In the lines below, look for "Serialize". Copy each line where it appears.
BEGIN DATA RECORDS
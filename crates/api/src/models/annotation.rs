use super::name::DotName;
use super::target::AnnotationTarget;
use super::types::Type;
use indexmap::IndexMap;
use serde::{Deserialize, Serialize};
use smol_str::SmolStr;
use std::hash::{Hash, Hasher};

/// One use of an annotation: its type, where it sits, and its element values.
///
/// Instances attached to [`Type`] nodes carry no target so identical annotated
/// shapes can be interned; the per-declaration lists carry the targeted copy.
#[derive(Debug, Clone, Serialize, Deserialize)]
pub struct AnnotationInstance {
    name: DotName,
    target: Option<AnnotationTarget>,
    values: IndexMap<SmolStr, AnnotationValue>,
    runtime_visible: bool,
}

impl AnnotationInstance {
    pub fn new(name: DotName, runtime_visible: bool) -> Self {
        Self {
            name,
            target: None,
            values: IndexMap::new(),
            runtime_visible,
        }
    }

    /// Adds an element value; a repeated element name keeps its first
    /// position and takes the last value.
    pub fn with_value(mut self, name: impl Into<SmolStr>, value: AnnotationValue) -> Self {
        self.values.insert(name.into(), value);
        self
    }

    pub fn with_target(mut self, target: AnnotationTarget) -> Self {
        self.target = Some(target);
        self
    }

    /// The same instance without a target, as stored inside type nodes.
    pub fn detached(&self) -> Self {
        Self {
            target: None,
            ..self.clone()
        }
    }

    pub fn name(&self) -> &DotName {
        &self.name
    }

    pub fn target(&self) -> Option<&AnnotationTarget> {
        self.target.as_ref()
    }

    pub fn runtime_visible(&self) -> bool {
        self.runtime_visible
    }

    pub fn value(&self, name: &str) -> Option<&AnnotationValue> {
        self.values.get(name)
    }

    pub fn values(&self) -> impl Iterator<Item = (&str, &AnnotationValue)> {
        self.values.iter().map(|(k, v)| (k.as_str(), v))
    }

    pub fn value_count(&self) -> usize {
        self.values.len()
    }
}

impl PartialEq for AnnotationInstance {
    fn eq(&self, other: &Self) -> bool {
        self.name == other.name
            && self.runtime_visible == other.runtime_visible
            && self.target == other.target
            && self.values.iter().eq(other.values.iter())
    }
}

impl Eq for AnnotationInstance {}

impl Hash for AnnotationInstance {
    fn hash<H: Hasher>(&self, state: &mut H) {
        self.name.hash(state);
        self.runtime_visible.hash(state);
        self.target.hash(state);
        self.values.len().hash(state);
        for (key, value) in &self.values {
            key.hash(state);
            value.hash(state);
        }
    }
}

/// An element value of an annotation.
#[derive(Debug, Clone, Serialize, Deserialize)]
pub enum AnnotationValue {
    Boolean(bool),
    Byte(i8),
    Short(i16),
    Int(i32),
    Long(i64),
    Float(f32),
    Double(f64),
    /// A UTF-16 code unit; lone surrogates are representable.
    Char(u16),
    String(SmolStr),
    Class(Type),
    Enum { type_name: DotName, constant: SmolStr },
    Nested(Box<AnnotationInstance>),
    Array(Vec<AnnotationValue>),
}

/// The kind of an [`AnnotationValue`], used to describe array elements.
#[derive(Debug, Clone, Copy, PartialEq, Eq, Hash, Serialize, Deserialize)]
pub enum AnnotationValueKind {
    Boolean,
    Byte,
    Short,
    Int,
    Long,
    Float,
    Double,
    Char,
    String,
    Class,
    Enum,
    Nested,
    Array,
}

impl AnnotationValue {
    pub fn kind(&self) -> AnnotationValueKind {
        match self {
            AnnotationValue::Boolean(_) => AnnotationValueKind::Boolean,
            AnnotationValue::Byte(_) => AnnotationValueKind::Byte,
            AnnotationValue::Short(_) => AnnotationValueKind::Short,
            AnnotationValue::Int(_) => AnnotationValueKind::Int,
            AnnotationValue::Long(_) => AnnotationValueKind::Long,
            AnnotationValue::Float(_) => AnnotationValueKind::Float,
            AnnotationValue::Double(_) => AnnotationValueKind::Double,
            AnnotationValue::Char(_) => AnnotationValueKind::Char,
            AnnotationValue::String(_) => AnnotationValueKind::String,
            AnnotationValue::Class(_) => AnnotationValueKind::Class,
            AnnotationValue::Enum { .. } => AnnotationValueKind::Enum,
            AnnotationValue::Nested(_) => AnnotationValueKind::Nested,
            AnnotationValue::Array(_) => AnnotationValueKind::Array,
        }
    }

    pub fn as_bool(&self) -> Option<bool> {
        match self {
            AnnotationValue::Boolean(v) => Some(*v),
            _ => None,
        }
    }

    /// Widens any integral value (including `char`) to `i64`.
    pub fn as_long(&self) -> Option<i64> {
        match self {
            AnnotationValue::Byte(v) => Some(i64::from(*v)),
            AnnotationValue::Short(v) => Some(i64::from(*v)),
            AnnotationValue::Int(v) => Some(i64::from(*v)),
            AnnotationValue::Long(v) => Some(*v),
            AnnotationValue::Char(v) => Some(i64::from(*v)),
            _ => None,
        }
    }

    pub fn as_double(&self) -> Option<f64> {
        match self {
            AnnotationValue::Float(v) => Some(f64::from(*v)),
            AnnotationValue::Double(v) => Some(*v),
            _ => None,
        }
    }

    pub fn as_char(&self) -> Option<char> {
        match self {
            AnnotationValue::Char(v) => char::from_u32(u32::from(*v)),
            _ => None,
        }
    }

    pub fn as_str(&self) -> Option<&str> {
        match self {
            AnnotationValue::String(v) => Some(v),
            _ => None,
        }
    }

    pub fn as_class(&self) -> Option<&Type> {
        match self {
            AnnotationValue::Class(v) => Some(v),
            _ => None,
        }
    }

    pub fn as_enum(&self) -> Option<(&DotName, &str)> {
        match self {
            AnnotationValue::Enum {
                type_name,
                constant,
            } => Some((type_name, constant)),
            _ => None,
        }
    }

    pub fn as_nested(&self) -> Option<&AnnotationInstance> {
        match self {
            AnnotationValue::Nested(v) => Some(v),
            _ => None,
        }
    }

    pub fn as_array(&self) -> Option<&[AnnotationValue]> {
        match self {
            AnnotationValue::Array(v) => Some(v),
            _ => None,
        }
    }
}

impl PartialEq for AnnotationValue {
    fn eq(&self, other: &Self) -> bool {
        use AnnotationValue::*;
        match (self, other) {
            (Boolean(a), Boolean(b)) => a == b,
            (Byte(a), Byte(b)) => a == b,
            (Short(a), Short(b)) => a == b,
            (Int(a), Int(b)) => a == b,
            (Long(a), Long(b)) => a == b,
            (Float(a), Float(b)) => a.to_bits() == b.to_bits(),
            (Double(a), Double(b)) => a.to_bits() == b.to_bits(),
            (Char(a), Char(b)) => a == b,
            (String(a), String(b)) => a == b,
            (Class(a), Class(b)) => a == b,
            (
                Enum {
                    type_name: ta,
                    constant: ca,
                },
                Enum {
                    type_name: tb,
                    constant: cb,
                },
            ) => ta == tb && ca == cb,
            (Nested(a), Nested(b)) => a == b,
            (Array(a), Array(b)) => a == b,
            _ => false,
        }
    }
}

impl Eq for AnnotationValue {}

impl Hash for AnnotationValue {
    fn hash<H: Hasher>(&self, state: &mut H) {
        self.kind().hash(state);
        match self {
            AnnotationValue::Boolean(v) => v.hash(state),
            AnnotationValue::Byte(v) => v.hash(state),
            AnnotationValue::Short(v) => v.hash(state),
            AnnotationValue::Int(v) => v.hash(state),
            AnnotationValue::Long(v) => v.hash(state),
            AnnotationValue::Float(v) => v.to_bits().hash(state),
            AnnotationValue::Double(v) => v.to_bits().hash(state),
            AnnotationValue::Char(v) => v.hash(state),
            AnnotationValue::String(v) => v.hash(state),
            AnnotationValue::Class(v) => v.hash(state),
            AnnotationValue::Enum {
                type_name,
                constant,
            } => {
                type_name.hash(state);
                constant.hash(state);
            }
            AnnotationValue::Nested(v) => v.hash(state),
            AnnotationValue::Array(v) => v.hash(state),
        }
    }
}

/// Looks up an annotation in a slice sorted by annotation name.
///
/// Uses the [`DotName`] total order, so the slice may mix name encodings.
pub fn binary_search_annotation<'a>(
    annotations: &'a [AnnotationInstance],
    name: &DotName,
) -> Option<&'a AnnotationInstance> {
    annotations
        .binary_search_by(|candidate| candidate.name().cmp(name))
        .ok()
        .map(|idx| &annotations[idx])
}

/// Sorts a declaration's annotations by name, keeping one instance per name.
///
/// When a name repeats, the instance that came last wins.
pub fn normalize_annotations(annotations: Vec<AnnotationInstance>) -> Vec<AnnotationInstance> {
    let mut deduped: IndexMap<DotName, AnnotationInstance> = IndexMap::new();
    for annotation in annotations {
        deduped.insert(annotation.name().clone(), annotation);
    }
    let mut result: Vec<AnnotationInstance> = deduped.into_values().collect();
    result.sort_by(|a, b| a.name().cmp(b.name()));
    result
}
END DATA RECORDS
SOLUTION TO THIS TASK:
use serde::{Deserialize, Serialize};
#[derive(Debug, Clone, Serialize, Deserialize)]
#[derive(Debug, Clone, Serialize, Deserialize)]
#[derive(Debug, Clone, Copy, PartialEq, Eq, Hash, Serialize, Deserialize)]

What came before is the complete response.